TEMPO.CO, Jakarta - Hanya diperlukan satu cuitan pada akhir pekan untuk memunculkan perselisihan dan kekacauan di kalangan politik Israel.
Tepat setelah tengah malam pada Minggu, Perdana Menteri Benjamin Netanyahu menulis bahwa dia tidak pernah diberitahu tentang peringatan serangan Hamas terhadap Israel pada tanggal 7 Oktober. Netanyahu malah menyalahkan pasukannya atas serangan tersebut, yang menewaskan sedikitnya 1.400 orang. dan kepala intelijen. Mereka telah menilai sebelum serangan itu bahwa Hamas “terkekeh dan siap untuk melakukan penyelesaian”, katanya.
Pernyataan itu menimbulkan keributan. Para pemimpin politik mengecam Netanyahu karena bermain politik ketika negara itu berada di tengah-tengah kampanye militer yang sulit di Gaza. Kemarahan tersebut sedemikian rupa sehingga perdana menteri menghapus tweet tersebut, dan dengan nada yang sangat tenang, meminta maaf atas kata-katanya. “Saya salah,” katanya.
Para ahli mengatakan kejadian tersebut mengkonfirmasi adanya keretakan yang semakin besar dalam institusi politik dan militer, yang mempertanyakan kepemimpinan Netanyahu dan kapasitasnya untuk memimpin negara melalui perang tanpa memprioritaskan kepentingannya sendiri di atas keamanan nasional.
“Mengatakan bahwa dia gagal adalah pernyataan yang meremehkan tahun ini,” kata Yossi Mekelberg, peneliti Program Timur Tengah dan Afrika Utara di Chatham House.
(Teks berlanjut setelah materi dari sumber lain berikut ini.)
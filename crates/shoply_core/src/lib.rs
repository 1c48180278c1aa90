//! Core domain logic for Shoply, a single-user stock tracker.
//! This crate is the single source of truth for inventory invariants.
//!
//! The rendering layer is an external consumer: it feeds raw form input to
//! [`StockService`] and renders the [`Dashboard`] view-models it gets back.

pub mod db;
pub mod logging;
pub mod model;
pub mod repo;
pub mod service;
pub mod view;

pub use logging::{default_log_level, init_logging, logging_status};
pub use model::ledger::{Ledger, LedgerError, StockTotals};
pub use model::stock_item::{StockItem, StockItemValidationError};
pub use repo::ledger_repo::{
    LedgerRepository, RepoError, RepoResult, SqliteLedgerRepository, LEDGER_STORE_KEY,
};
pub use service::stock_service::{
    AddStockForm, CommandOutcome, RecordSaleForm, ResetDecision, StockService, StockServiceError,
};
pub use view::export::{export_csv, CsvExport, CSV_HEADER, EXPORT_FILE_NAME};
pub use view::format::format_currency;
pub use view::projection::{
    is_placeholder_id, project_dashboard, ChartsView, Dashboard, ItemSoldRemaining,
    SaleTargetOption, SaleTargetView, SoldRemaining, StatsView, TableRow, TableView,
    EMPTY_TABLE_MESSAGE, PLACEHOLDER_TARGET_COUNT, SELECT_ITEM_LABEL,
};
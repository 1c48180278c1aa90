//! Core logging bootstrap.
//!
//! # Responsibility
//! - Initialize file-based rolling logs exactly once per process.
//! - Emit stable, metadata-only diagnostic events from core.
//!
//! # Invariants
//! - Logging init is idempotent for the same configuration.
//! - Re-initialization with a conflicting level or directory is rejected.
//! - Initialization never panics.

use flexi_logger::{Cleanup, Criterion, FileSpec, Logger, LoggerHandle, Naming, WriteMode};
use log::info;
use once_cell::sync::OnceCell;
use std::path::{Path, PathBuf};

const LOG_FILE_BASENAME: &str = "shoply";
const MAX_LOG_FILE_SIZE_BYTES: u64 = 5 * 1024 * 1024;
const MAX_LOG_FILES: usize = 3;

static LOGGING_STATE: OnceCell<LoggingState> = OnceCell::new();

struct LoggingState {
    level: &'static str,
    log_dir: PathBuf,
    _logger: LoggerHandle,
}

/// Initializes core logging with level and directory.
///
/// Repeated calls with the same configuration are no-ops; calls that would
/// change the level or directory of an active logger return an error string
/// suitable for direct display.
pub fn init_logging(level: &str, log_dir: &str) -> Result<(), String> {
    let level = normalize_level(level)?;
    let log_dir = normalize_log_dir(log_dir)?;

    let state = LOGGING_STATE.get_or_try_init(|| start_logger(level, log_dir.clone()))?;

    if state.level != level {
        return Err(format!(
            "logging already initialized with level `{}`; refusing to switch to `{level}`",
            state.level
        ));
    }
    if state.log_dir != log_dir {
        return Err(format!(
            "logging already initialized at `{}`; refusing to switch to `{}`",
            state.log_dir.display(),
            log_dir.display()
        ));
    }

    Ok(())
}

/// Returns `(level, log_dir)` when logging is active, `None` otherwise.
pub fn logging_status() -> Option<(&'static str, PathBuf)> {
    LOGGING_STATE
        .get()
        .map(|state| (state.level, state.log_dir.clone()))
}

/// Default log level for the current build mode: `debug` in debug builds,
/// `info` in release builds.
pub fn default_log_level() -> &'static str {
    if cfg!(debug_assertions) {
        "debug"
    } else {
        "info"
    }
}

fn start_logger(level: &'static str, log_dir: PathBuf) -> Result<LoggingState, String> {
    std::fs::create_dir_all(&log_dir).map_err(|err| {
        format!(
            "failed to create log directory `{}`: {err}",
            log_dir.display()
        )
    })?;

    let logger = Logger::try_with_str(level)
        .map_err(|err| format!("invalid log level `{level}`: {err}"))?
        .log_to_file(
            FileSpec::default()
                .directory(log_dir.as_path())
                .basename(LOG_FILE_BASENAME),
        )
        .rotate(
            Criterion::Size(MAX_LOG_FILE_SIZE_BYTES),
            Naming::Numbers,
            Cleanup::KeepLogFiles(MAX_LOG_FILES),
        )
        .write_mode(WriteMode::BufferAndFlush)
        .append()
        .format_for_files(flexi_logger::detailed_format)
        .start()
        .map_err(|err| format!("failed to start logger: {err}"))?;

    info!(
        "event=app_start module=core status=ok platform={} version={}",
        std::env::consts::OS,
        env!("CARGO_PKG_VERSION")
    );

    Ok(LoggingState {
        level,
        log_dir,
        _logger: logger,
    })
}

fn normalize_level(level: &str) -> Result<&'static str, String> {
    match level.trim().to_ascii_lowercase().as_str() {
        "trace" => Ok("trace"),
        "debug" => Ok("debug"),
        "info" => Ok("info"),
        "warn" | "warning" => Ok("warn"),
        "error" => Ok("error"),
        other => Err(format!(
            "unsupported log level `{other}`; expected trace|debug|info|warn|error"
        )),
    }
}

fn normalize_log_dir(log_dir: &str) -> Result<PathBuf, String> {
    let trimmed = log_dir.trim();
    if trimmed.is_empty() {
        return Err("log_dir cannot be empty".to_string());
    }
    let path = Path::new(trimmed);
    if !path.is_absolute() {
        return Err(format!("log_dir must be an absolute path, got `{trimmed}`"));
    }
    Ok(path.to_path_buf())
}

#[cfg(test)]
mod tests {
    use super::{init_logging, logging_status, normalize_level, normalize_log_dir};
    use std::path::PathBuf;
    use std::time::{SystemTime, UNIX_EPOCH};

    fn unique_temp_dir(suffix: &str) -> PathBuf {
        let nanos = SystemTime::now()
            .duration_since(UNIX_EPOCH)
            .expect("system time should be after unix epoch")
            .as_nanos();
        std::env::temp_dir().join(format!(
            "shoply-logging-{suffix}-{}-{nanos}",
            std::process::id()
        ))
    }

    #[test]
    fn normalize_level_accepts_known_values() {
        assert_eq!(normalize_level("INFO").unwrap(), "info");
        assert_eq!(normalize_level(" warning ").unwrap(), "warn");
        assert!(normalize_level("verbose").is_err());
    }

    #[test]
    fn normalize_log_dir_rejects_relative_path() {
        let error = normalize_log_dir("logs/dev").unwrap_err();
        assert!(error.contains("absolute"));
    }

    #[test]
    fn init_logging_is_idempotent_for_same_config_and_rejects_conflicts() {
        let log_dir = unique_temp_dir("idempotent");
        let log_dir_str = log_dir.to_str().unwrap().to_string();
        let other_dir = unique_temp_dir("conflict");
        let other_dir_str = other_dir.to_str().unwrap().to_string();

        init_logging("info", &log_dir_str).unwrap();
        init_logging("info", &log_dir_str).unwrap();

        let level_error = init_logging("debug", &log_dir_str).unwrap_err();
        assert!(level_error.contains("refusing to switch"));

        let dir_error = init_logging("info", &other_dir_str).unwrap_err();
        assert!(dir_error.contains("refusing to switch"));

        let (active_level, active_dir) = logging_status().unwrap();
        assert_eq!(active_level, "info");
        assert_eq!(active_dir, log_dir);
    }
}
“Ini adalah kampanye militer yang sangat sulit sehingga Anda menginginkan perdana menteri yang bertanggung jawab dan tidak ada satu orang pun [di pemerintahan] yang mempercayai Netanyahu – itulah isu utama kabinet ini,” kata Mekelberg.
Segera setelah tanggal 7 Oktober, Netanyahu membentuk kabinet perang darurat dengan memperluas koalisi pemerintahan Israel ke sejumlah mantan perwira militer senior, yang berasal dari kalangan oposisi.
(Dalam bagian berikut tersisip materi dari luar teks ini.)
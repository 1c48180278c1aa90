//! View-model projections: stats, table, sale targets and chart series.
//!
//! # Responsibility
//! - Compute what each view should display from a ledger snapshot.
//! - Decide empty-vs-nonempty presentation here, not in the rendering layer.
//!
//! # Invariants
//! - All projections preserve ledger order.
//! - `project_dashboard` recomputes all four views together, so they can
//!   never drift relative to each other.

use crate::model::ledger::Ledger;
use crate::view::format::format_currency;

/// Placeholder row text shown when the ledger holds no items.
pub const EMPTY_TABLE_MESSAGE: &str = "No stock added yet";

/// Label of the leading unselectable sale-target entry.
pub const SELECT_ITEM_LABEL: &str = "Select item";

/// Synthetic id prefix for sale-target entries that do not address stock.
pub const PLACEHOLDER_ID_PREFIX: &str = "d-";

/// Number of placeholder sale-target rows shown for an empty ledger.
pub const PLACEHOLDER_TARGET_COUNT: usize = 20;

/// Returns whether a sale-target id is a synthetic placeholder.
pub fn is_placeholder_id(id: &str) -> bool {
    id.starts_with(PLACEHOLDER_ID_PREFIX)
}

/// Aggregate numbers for the stats cards. `total_value` carries the fixed
/// currency formatting; the counts stay numeric.
#[derive(Debug, Clone, PartialEq)]
pub struct StatsView {
    pub total_stock: u64,
    pub stock_sold: u64,
    pub stock_remaining: u64,
    pub total_value: String,
}

/// One table row per stock item. Money columns are pre-formatted.
#[derive(Debug, Clone, PartialEq)]
pub struct TableRow {
    pub name: String,
    pub category: String,
    pub price: String,
    pub quantity: u32,
    pub sold: u32,
    pub remaining: u32,
    pub value: String,
}

/// Stock table content, with the empty case made explicit.
#[derive(Debug, Clone, PartialEq)]
pub enum TableView {
    /// No items; render a single placeholder row with this message.
    Empty { message: &'static str },
    /// One row per item in ledger order.
    Rows(Vec<TableRow>),
}

/// One entry in the sale-target selector.
#[derive(Debug, Clone, PartialEq)]
pub struct SaleTargetOption {
    /// Ledger index rendered as text, or a synthetic placeholder id.
    pub id: String,
    pub label: String,
    /// Placeholder and prompt entries are not selectable.
    pub selectable: bool,
}

/// Sale-target selector content.
///
/// Always starts with an unselectable prompt entry. An empty ledger still
/// produces rows (non-selectable placeholders), so the sale form never
/// renders an empty selector.
#[derive(Debug, Clone, PartialEq)]
pub struct SaleTargetView {
    pub options: Vec<SaleTargetOption>,
}

/// Sold-vs-remaining pair for the aggregate proportion chart.
#[derive(Debug, Clone, Copy, PartialEq)]
pub struct SoldRemaining {
    pub sold: u64,
    pub remaining: u64,
}

/// Sold-vs-remaining pair for one item in the comparison chart.
#[derive(Debug, Clone, PartialEq)]
pub struct ItemSoldRemaining {
    pub label: String,
    pub sold: u32,
    pub remaining: u32,
}

/// Both chart series.
#[derive(Debug, Clone, PartialEq)]
pub struct ChartsView {
    /// Aggregate sold vs remaining, for a proportion display.
    pub proportion: SoldRemaining,
    /// Per-item sold vs remaining in ledger order, for a comparison display.
    pub comparison: Vec<ItemSoldRemaining>,
}

/// All four view-models computed from one ledger snapshot.
#[derive(Debug, Clone, PartialEq)]
pub struct Dashboard {
    pub stats: StatsView,
    pub table: TableView,
    pub sale_targets: SaleTargetView,
    pub charts: ChartsView,
}

/// Recomputes every view-model. The single re-projection entry point: all
/// mutation paths go through this, nothing refreshes a view on its own.
pub fn project_dashboard(ledger: &Ledger) -> Dashboard {
    Dashboard {
        stats: project_stats(ledger),
        table: project_table(ledger),
        sale_targets: project_sale_targets(ledger),
        charts: project_charts(ledger),
    }
}

pub fn project_stats(ledger: &Ledger) -> StatsView {
    let totals = ledger.aggregate();
    StatsView {
        total_stock: totals.total_stock,
        stock_sold: totals.stock_sold,
        stock_remaining: totals.stock_remaining,
        total_value: format_currency(totals.total_value),
    }
}

pub fn project_table(ledger: &Ledger) -> TableView {
    if ledger.is_empty() {
        return TableView::Empty {
            message: EMPTY_TABLE_MESSAGE,
        };
    }

    let rows = ledger
        .items()
        .iter()
        .map(|item| TableRow {
            name: item.name.clone(),
            category: item.category.clone(),
            price: format_currency(item.price),
            quantity: item.quantity,
            sold: item.sold,
            remaining: item.remaining(),
            value: format_currency(item.value()),
        })
        .collect();
    TableView::Rows(rows)
}

pub fn project_sale_targets(ledger: &Ledger) -> SaleTargetView {
    let mut options = Vec::with_capacity(ledger.len().max(PLACEHOLDER_TARGET_COUNT) + 1);
    options.push(SaleTargetOption {
        id: String::new(),
        label: SELECT_ITEM_LABEL.to_string(),
        selectable: false,
    });

    if ledger.is_empty() {
        for slot in 1..=PLACEHOLDER_TARGET_COUNT {
            options.push(SaleTargetOption {
                id: format!("{PLACEHOLDER_ID_PREFIX}{slot}"),
                label: format!("Item {slot}"),
                selectable: false,
            });
        }
    } else {
        for (index, item) in ledger.items().iter().enumerate() {
            options.push(SaleTargetOption {
                id: index.to_string(),
                label: item.name.clone(),
                selectable: true,
            });
        }
    }

    SaleTargetView { options }
}

pub fn project_charts(ledger: &Ledger) -> ChartsView {
    let totals = ledger.aggregate();
    let comparison = ledger
        .items()
        .iter()
        .map(|item| ItemSoldRemaining {
            label: item.name.clone(),
            sold: item.sold,
            remaining: item.remaining(),
        })
        .collect();

    ChartsView {
        proportion: SoldRemaining {
            sold: totals.stock_sold,
            remaining: totals.stock_remaining,
        },
        comparison,
    }
}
Salah satunya adalah Benny Gantz, mantan menteri pertahanan, yang dengan cepat menuntut Netanyahu mencabut jabatan kontroversialnya sambil menunjukkan dukungan penuh kepada tentara dan Shin Bet, badan intelijen dalam negeri Israel.
Serangkaian kritik dari para pemimpin lain menyusul. “[Netanyahu] tidak tertarik pada keamanan, dia tidak tertarik pada sandera, hanya politik,” kata anggota parlemen oposisi Avigdor Lieberman, yang pernah menjadi menteri pertahanan Netanyahu. Juru bicara militer Israel Daniel Hagari menolak berkomentar. “Kami sedang berperang,” katanya.
Pertengkaran yang sengit ini merupakan tanda-tanda terbaru ketegangan dalam institusi politik Israel – termasuk dalam kabinet perang – ketika negara tersebut bergulat dengan dampak dari salah satu kegagalan intelijen terbesar di negara tersebut.
Banyak aparat keamanan negara yang mengakui kekurangannya, tapi tidak dengan Netanyahu. Sebelum tweet tersebut, pemimpin Israel mengadakan jumpa pers pada Sabtu di mana dia menghindari pertanyaan apakah dia bertanggung jawab, dengan mengatakan bahwa setiap orang harus “memberikan jawaban atas pertanyaan sulit, termasuk saya”, setelah perang selesai.
“Ini hanyalah puncak gunung es dari apa yang akan terjadi pada Israel setelah konflik selesai,” kata Alon Lien, mantan direktur Kementerian Luar Negeri Israel. “Dia sedang mempersiapkan argumennya,” kata Lien.